- Film poster
- Directed by: Nagathihalli Chandrashekar
- Written by: Kum. Veerabhadrappa
- Based on: Kotra Highschoolige Seriddu by Kum. Veerabhadrappa
- Produced by: G. Nanda Kumar
- Starring: Vijay Raghavendra Karibasavaiah Umashree
- Cinematography: Sunny Joseph
- Edited by: Suresh Urs
- Music by: C. Aswath
- Distributed by: Vishwapriya Films
- Release date: 1994;
- Running time: 124 minutes
- Country: India
- Language: Kannada

= Kotreshi Kanasu =

Kotreshi Kanasu is a 1994 Indian Kannada language film directed by Nagathihalli Chandrashekar starring Vijay Raghavendra and Karibasavaiah.

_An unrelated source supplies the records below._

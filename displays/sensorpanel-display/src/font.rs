//! 5x7 glyph table for the line font
//!
//! Each glyph is five column bytes, least significant bit at the top. The
//! renderer adds one blank column, giving the 6-pixel glyph pitch.

/// Columns per glyph bitmap
pub const GLYPH_COLUMNS: usize = 5;

/// First character in [`FONT_5X7`]
const FIRST_CHAR: u32 = 0x20;

/// Printable ASCII, 0x20 ..= 0x7E
#[rustfmt::skip]
pub const FONT_5X7: [[u8; GLYPH_COLUMNS]; 95] = [
    [0x00, 0x00, 0x00, 0x00, 0x00], // ' '
    [0x00, 0x00, 0x5F, 0x00, 0x00], // '!'
    [0x00, 0x07, 0x00, 0x07, 0x00], // '"'
    [0x14, 0x7F, 0x14, 0x7F, 0x14], // '#'
    [0x24, 0x2A, 0x7F, 0x2A, 0x12], // '$'
    [0x23, 0x13, 0x08, 0x64, 0x62], // '%'
    [0x36, 0x49, 0x55, 0x22, 0x50], // '&'
    [0x00, 0x05, 0x03, 0x00, 0x00], // '''
    [0x00, 0x1C, 0x22, 0x41, 0x00], // '('
    [0x00, 0x41, 0x22, 0x1C, 0x00], // ')'
    [0x08, 0x2A, 0x1C, 0x2A, 0x08], // '*'
    [0x08, 0x08, 0x3E, 0x08, 0x08], // '+'
    [0x00, 0x50, 0x30, 0x00, 0x00], // ','
    [0x08, 0x08, 0x08, 0x08, 0x08], // '-'
    [0x00, 0x60, 0x60, 0x00, 0x00], // '.'
    [0x20, 0x10, 0x08, 0x04, 0x02], // '/'
    [0x3E, 0x51, 0x49, 0x45, 0x3E], // '0'
    [0x00, 0x42, 0x7F, 0x40, 0x00], // '1'
    [0x42, 0x61, 0x51, 0x49, 0x46], // '2'
    [0x21, 0x41, 0x45, 0x4B, 0x31], // '3'
    [0x18, 0x14, 0x12, 0x7F, 0x10], // '4'
    [0x27, 0x45, 0x45, 0x45, 0x39], // '5'
    [0x3C, 0x4A, 0x49, 0x49, 0x30], // '6'
    [0x01, 0x71, 0x09, 0x05, 0x03], // '7'
    [0x36, 0x49, 0x49, 0x49, 0x36], // '8'
    [0x06, 0x49, 0x49, 0x29, 0x1E], // '9'
    [0x00, 0x36, 0x36, 0x00, 0x00], // ':'
    [0x00, 0x56, 0x36, 0x00, 0x00], // ';'
    [0x08, 0x14, 0x22, 0x41, 0x00], // '<'
    [0x14, 0x14, 0x14, 0x14, 0x14], // '='
    [0x00, 0x41, 0x22, 0x14, 0x08], // '>'
    [0x02, 0x01, 0x51, 0x09, 0x06], // '?'
    [0x32, 0x49, 0x79, 0x41, 0x3E], // '@'
    [0x7E, 0x11, 0x11, 0x11, 0x7E], // 'A'
    [0x7F, 0x49, 0x49, 0x49, 0x36], // 'B'
    [0x3E, 0x41, 0x41, 0x41, 0x22], // 'C'
    [0x7F, 0x41, 0x41, 0x22, 0x1C], // 'D'
    [0x7F, 0x49, 0x49, 0x49, 0x41], // 'E'
    [0x7F, 0x09, 0x09, 0x09, 0x01], // 'F'
    [0x3E, 0x41, 0x49, 0x49, 0x7A], // 'G'
    [0x7F, 0x08, 0x08, 0x08, 0x7F], // 'H'
    [0x00, 0x41, 0x7F, 0x41, 0x00], // 'I'
    [0x20, 0x40, 0x41, 0x3F, 0x01], // 'J'
    [0x7F, 0x08, 0x14, 0x22, 0x41], // 'K'
    [0x7F, 0x40, 0x40, 0x40, 0x40], // 'L'
    [0x7F, 0x02, 0x0C, 0x02, 0x7F], // 'M'
    [0x7F, 0x04, 0x08, 0x10, 0x7F], // 'N'
    [0x3E, 0x41, 0x41, 0x41, 0x3E], // 'O'
    [0x7F, 0x09, 0x09, 0x09, 0x06], // 'P'
    [0x3E, 0x41, 0x51, 0x21, 0x5E], // 'Q'
    [0x7F, 0x09, 0x19, 0x29, 0x46], // 'R'
    [0x46, 0x49, 0x49, 0x49, 0x31], // 'S'
    [0x01, 0x01, 0x7F, 0x01, 0x01], // 'T'
    [0x3F, 0x40, 0x40, 0x40, 0x3F], // 'U'
    [0x1F, 0x20, 0x40, 0x20, 0x1F], // 'V'
    [0x3F, 0x40, 0x38, 0x40, 0x3F], // 'W'
    [0x63, 0x14, 0x08, 0x14, 0x63], // 'X'
    [0x07, 0x08, 0x70, 0x08, 0x07], // 'Y'
    [0x61, 0x51, 0x49, 0x45, 0x43], // 'Z'
    [0x00, 0x7F, 0x41, 0x41, 0x00], // '['
    [0x02, 0x04, 0x08, 0x10, 0x20], // '\'
    [0x00, 0x41, 0x41, 0x7F, 0x00], // ']'
    [0x04, 0x02, 0x01, 0x02, 0x04], // '^'
    [0x40, 0x40, 0x40, 0x40, 0x40], // '_'
    [0x00, 0x01, 0x02, 0x04, 0x00], // '`'
    [0x20, 0x54, 0x54, 0x54, 0x78], // 'a'
    [0x7F, 0x48, 0x44, 0x44, 0x38], // 'b'
    [0x38, 0x44, 0x44, 0x44, 0x20], // 'c'
    [0x38, 0x44, 0x44, 0x48, 0x7F], // 'd'
    [0x38, 0x54, 0x54, 0x54, 0x18], // 'e'
    [0x08, 0x7E, 0x09, 0x01, 0x02], // 'f'
    [0x0C, 0x52, 0x52, 0x52, 0x3E], // 'g'
    [0x7F, 0x08, 0x04, 0x04, 0x78], // 'h'
    [0x00, 0x44, 0x7D, 0x40, 0x00], // 'i'
    [0x20, 0x40, 0x44, 0x3D, 0x00], // 'j'
    [0x7F, 0x10, 0x28, 0x44, 0x00], // 'k'
    [0x00, 0x41, 0x7F, 0x40, 0x00], // 'l'
    [0x7C, 0x04, 0x18, 0x04, 0x78], // 'm'
    [0x7C, 0x08, 0x04, 0x04, 0x78], // 'n'
    [0x38, 0x44, 0x44, 0x44, 0x38], // 'o'
    [0x7C, 0x14, 0x14, 0x14, 0x08], // 'p'
    [0x08, 0x14, 0x14, 0x18, 0x7C], // 'q'
    [0x7C, 0x08, 0x04, 0x04, 0x08], // 'r'
    [0x48, 0x54, 0x54, 0x54, 0x20], // 's'
    [0x04, 0x3F, 0x44, 0x40, 0x20], // 't'
    [0x3C, 0x40, 0x40, 0x20, 0x7C], // 'u'
    [0x1C, 0x20, 0x40, 0x20, 0x1C], // 'v'
    [0x3C, 0x40, 0x30, 0x40, 0x3C], // 'w'
    [0x44, 0x28, 0x10, 0x28, 0x44], // 'x'
    [0x0C, 0x50, 0x50, 0x50, 0x3C], // 'y'
    [0x44, 0x64, 0x54, 0x4C, 0x44], // 'z'
    [0x00, 0x08, 0x36, 0x41, 0x00], // '{'
    [0x00, 0x00, 0x7F, 0x00, 0x00], // '|'
    [0x00, 0x41, 0x36, 0x08, 0x00], // '}'
    [0x10, 0x08, 0x08, 0x10, 0x08], // '~'
];

/// Degree sign, used by the Fahrenheit unit
pub const DEGREE: [u8; GLYPH_COLUMNS] = [0x00, 0x06, 0x09, 0x09, 0x06];

/// Blank cell for characters outside the table
pub const BLANK: [u8; GLYPH_COLUMNS] = [0x00; GLYPH_COLUMNS];

/// Get the glyph for a character
pub fn glyph(ch: char) -> &'static [u8; GLYPH_COLUMNS] {
    let code = ch as u32;
    if (FIRST_CHAR..FIRST_CHAR + FONT_5X7.len() as u32).contains(&code) {
        &FONT_5X7[(code - FIRST_CHAR) as usize]
    } else if ch == '°' {
        &DEGREE
    } else {
        &BLANK
    }
}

The film won two National Film Awards at 42nd National Film Awards; Best Feature Film in Kannada and Best Child Artist (Vijay Raghavendra).

==Plot==

Kotra is a vibrant young boy belonging to the lower caste, loved and admired by the entire village even the upper class for his intelligence. Kotra's passing the 7th standard is celebrated with gusto among the lower caste which hurts the pride of the upper caste. Kotra and his father lost jobs. Even his friends move away making him lonely and desolate. Kotra decides not to join High School thinking that normality would be restored, but his parents dreams are shattered.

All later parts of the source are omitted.